[[ DATASET EXTRACT, beginning ]]

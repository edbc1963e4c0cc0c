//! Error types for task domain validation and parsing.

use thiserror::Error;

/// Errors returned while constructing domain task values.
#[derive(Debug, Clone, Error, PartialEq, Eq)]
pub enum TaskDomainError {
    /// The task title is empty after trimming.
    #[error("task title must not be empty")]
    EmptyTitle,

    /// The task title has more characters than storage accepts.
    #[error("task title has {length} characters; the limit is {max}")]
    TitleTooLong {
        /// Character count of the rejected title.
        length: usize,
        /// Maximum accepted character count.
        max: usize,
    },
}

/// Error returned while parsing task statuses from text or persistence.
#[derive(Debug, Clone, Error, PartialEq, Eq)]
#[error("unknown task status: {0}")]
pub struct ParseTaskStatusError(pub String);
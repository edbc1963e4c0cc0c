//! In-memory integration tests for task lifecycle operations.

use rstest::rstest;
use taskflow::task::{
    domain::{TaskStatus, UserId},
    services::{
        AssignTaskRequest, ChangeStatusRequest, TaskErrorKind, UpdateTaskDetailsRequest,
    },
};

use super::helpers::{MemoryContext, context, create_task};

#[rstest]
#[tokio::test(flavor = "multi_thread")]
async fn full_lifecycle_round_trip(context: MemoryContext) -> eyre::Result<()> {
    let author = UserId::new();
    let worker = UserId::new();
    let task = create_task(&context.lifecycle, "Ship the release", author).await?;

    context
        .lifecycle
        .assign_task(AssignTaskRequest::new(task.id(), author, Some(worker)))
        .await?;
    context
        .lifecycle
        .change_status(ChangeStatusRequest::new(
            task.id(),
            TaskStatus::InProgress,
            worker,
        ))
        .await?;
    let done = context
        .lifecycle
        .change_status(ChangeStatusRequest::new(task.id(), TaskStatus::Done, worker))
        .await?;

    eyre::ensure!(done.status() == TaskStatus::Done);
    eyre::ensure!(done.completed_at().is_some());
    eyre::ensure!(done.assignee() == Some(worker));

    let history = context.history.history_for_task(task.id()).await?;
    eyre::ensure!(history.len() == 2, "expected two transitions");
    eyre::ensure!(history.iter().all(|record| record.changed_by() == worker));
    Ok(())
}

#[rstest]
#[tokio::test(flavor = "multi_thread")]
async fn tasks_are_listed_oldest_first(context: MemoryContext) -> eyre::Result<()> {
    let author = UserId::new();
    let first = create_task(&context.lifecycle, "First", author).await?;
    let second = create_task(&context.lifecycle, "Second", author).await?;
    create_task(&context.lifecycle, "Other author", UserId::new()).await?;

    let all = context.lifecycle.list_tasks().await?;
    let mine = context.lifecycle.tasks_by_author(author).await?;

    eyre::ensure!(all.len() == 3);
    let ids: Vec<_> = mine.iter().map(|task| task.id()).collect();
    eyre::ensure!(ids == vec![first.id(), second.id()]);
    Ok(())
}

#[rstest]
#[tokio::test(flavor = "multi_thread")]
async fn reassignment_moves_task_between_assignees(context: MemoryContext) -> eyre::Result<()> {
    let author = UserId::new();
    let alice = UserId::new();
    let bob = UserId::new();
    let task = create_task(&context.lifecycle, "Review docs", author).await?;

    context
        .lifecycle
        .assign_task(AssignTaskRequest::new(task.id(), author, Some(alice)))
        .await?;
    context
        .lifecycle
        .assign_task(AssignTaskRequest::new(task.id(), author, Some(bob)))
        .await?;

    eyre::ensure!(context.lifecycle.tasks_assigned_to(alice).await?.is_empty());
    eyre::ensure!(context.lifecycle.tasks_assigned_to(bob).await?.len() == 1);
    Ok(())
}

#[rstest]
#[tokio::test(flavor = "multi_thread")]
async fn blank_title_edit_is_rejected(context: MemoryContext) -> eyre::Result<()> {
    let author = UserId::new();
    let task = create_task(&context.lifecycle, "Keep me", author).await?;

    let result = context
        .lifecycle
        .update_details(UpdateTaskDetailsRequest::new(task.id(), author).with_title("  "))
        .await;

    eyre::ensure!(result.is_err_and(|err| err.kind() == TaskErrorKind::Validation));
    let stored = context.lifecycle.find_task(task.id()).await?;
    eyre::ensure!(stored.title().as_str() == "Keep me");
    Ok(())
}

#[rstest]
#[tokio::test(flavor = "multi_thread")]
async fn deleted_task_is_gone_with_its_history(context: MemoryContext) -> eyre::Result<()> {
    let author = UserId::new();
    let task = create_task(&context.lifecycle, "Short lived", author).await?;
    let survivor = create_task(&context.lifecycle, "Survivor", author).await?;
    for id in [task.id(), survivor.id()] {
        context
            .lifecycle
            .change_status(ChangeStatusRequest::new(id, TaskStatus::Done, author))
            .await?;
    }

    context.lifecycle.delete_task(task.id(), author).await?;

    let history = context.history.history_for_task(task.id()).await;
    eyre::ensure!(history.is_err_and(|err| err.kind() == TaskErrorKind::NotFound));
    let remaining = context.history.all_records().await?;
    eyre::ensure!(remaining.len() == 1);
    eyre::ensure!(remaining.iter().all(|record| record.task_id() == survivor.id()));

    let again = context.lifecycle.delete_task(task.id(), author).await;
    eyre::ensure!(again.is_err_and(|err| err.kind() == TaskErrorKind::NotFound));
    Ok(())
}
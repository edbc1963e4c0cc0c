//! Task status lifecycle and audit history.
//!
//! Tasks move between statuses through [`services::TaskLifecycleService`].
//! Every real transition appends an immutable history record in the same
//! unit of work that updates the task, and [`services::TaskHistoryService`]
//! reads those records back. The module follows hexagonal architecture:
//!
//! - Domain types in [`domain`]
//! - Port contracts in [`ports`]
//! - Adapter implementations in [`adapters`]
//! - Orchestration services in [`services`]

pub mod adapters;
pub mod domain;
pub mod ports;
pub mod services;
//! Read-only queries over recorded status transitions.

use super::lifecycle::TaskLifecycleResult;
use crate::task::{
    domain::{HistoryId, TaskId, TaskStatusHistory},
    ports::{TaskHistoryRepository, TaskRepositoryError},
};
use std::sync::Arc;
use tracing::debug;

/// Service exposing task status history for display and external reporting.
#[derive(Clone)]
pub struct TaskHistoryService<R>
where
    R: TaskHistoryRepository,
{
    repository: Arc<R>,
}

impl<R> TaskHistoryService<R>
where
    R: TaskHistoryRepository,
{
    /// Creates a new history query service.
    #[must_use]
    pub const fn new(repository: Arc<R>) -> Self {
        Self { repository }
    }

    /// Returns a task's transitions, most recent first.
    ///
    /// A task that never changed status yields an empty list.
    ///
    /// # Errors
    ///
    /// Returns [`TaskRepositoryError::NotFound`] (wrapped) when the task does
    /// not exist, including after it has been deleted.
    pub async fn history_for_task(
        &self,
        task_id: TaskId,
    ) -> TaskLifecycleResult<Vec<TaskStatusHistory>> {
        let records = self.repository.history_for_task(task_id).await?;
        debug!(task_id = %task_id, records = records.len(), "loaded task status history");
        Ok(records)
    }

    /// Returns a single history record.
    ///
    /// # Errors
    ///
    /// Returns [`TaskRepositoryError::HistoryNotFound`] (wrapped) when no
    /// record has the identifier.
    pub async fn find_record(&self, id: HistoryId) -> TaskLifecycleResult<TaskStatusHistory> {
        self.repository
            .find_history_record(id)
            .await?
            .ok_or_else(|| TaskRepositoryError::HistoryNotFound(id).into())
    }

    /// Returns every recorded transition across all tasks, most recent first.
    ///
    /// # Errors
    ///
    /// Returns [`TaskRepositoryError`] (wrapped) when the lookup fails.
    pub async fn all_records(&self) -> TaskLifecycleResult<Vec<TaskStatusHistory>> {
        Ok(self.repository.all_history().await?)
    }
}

[[ DATASET EXTRACT, end ]]

WHAT THE TASK REQUIRES: Take from the entries every line that has the string "TaskLifecycleResult".

THE COMPLETED TASK:
use super::lifecycle::TaskLifecycleResult;
    ) -> TaskLifecycleResult<Vec<TaskStatusHistory>> {
    pub async fn find_record(&self, id: HistoryId) -> TaskLifecycleResult<TaskStatusHistory> {
    pub async fn all_records(&self) -> TaskLifecycleResult<Vec<TaskStatusHistory>> {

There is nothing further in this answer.